The district takes pride in its Early Learning Centers on the elementary school campuses of Amy Beverland, Brook Park, Mary Castle and Winding Ridge. The centers feed the district’s 11 elementary schools, and all four are accredited by NAEYC, the National Association for the Education of Young Children.

The McKenzie Center for Innovation & Technology offers 15 national certifications, and over half of the district’s high school students have at least one class there.

A non-partisan, elected, five-member school board serves as trustees to oversee the district and approves budgets and contracts, including a new contract with teachers in November.

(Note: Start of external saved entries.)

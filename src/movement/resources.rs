//! Movement domain: tuning and input resources.

use bevy::prelude::*;

/// Horizontal and jump tuning, in meters/second (rates in meters/second^2).
#[derive(Resource, Debug, Clone)]
pub struct MovementTuning {
    pub acceleration: f32,
    pub deceleration: f32,
    pub max_horizontal_speed: f32,
    pub jump_speed: f32,
    /// Extra downward rate applied while ascending with jump released.
    /// This is what makes holding jump rise higher than tapping it.
    pub jump_abort_speed: f32,
}

impl Default for MovementTuning {
    fn default() -> Self {
        Self {
            acceleration: 25.0,
            deceleration: 25.0,
            max_horizontal_speed: 8.0,
            jump_speed: 10.0,
            jump_abort_speed: 10.0,
        }
    }
}

#[derive(Resource, Debug, Clone)]
pub struct GravityTuning {
    /// Downward rate while airborne.
    pub gravity: f32,
    /// Constant downward speed while grounded, keeps the collider seated.
    pub grounded_gravity: f32,
    /// Fall speed is stepped toward this bound, never past it.
    pub max_fall_speed: f32,
}

impl Default for GravityTuning {
    fn default() -> Self {
        Self {
            gravity: 20.0,
            grounded_gravity: 5.0,
            max_fall_speed: 40.0,
        }
    }
}

#[derive(Resource, Debug, Clone)]
pub struct InputTuning {
    /// Raw axis magnitude below this is treated as no input.
    pub dead_zone: f32,
}

impl Default for InputTuning {
    fn default() -> Self {
        Self { dead_zone: 0.2 }
    }
}

/// Sampled move intent for the current frame.
///
/// `last_move_input` holds the axis from the final frame that had input and
/// only updates on the held -> released transition, so facing and travel
/// direction survive neutral input.
#[derive(Resource, Debug, Default)]
pub struct MovementInput {
    pub axis: Vec2,
    pub has_move_input: bool,
    pub last_move_input: Vec2,
    pub jump_held: bool,
}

Average teacher base pay was increased by a minimum of 5.62 percent, and pay for new teachers—considered vital for recruiting–was increased to $50,000.

What the stakeholders saw

I asked my fellow members of the Stakeholder Academy for their impressions and heard from several, including Kate Elliott.

“For me, as the parent of two young children, it was a wonderful orientation to the district,” she said. “I had no idea about the recent investments in buildings, staff, and programs. I learned so much about how the district makes decisions, and it really validated our decision to move to the Lawrence Township area and enroll our kids in the community schools.”

Kristie Krone’s own children have graduated, but she still found the sessions on the district budget, school funding, and legislation especially informative.

“Strong public schools are the bedrock of a strong and vibrant community,” she said. “There are so many wonderful ways to support our public schools, and this opportunity is just one more way to do that.”

Like other participants, Dr. John Kunzer recommended the briefings to others.

“The program provides a comprehensive overview of key items facing the school system–from strategy to operations to legislative affairs,” he said.

“As a pediatrician and a parent of three children in the Lawrence school system, I felt better prepared to be an advocate for our schools and proud of all the great work our teachers and administrators do every day.”

For Stephanie Greenwald, the highlights included learning about the Indiana Graduates Prepared to Succeed program and the GPS Dashboard, a data tool that shows student progress in key skills and outcomes.

“You can see a decrease in test scores across the board post-pandemic, but you can also see the scores rising again,” she said. “That’s great. We are getting back to where we were and where MSDLT should be.”

She also cited the ability of students to earn advanced training and college credit while in high school, allowing them to save money later on college tuition and obtain valuable skills.

Overall, she said, “The programming they offer at the high school level is on par with some of the other much bigger area high schools.”

Greenwald appreciates the diversity of Lawrence and defends the district when people ask her opinion on the best school systems.

“I have two kids in an MSDLT elementary school, and I love that they are taught about other cultures and have friends with a variety of races and backgrounds. They are having fun while learning all the important things they need to know.”

Lawrence North Students participate in the 2023 North Shadeland Alliance Fall Festival

The importance of community for Lawrence Township Schools

Smith, a former assistant superintendent for Pike Township Schools, was named superintendent ten years ago this month.

“As public schools, I think we have to market and promote what we do,” he said. “I think that is something Lawrence will do — we will go on the offensive to show the community, the state, and the country that we provide a quality public education.”

A former Indianapolis Public Schools and Washington Township teacher, Smith relishes talking about public schools—and dispelling misconceptions.

“There is a synergy on the northeast side of Indianapolis that has brought people from all over the world,” he told the stakeholder group. “They are being educated, and they are graduating and going on to bigger and better things.”

“Do we have problems? Everywhere has problems,” he said. “We have to get back to supporting one another.”

“And those who do have issues, we can’t turn our backs on them. As a public institution, we don’t turn our backs on anyone.”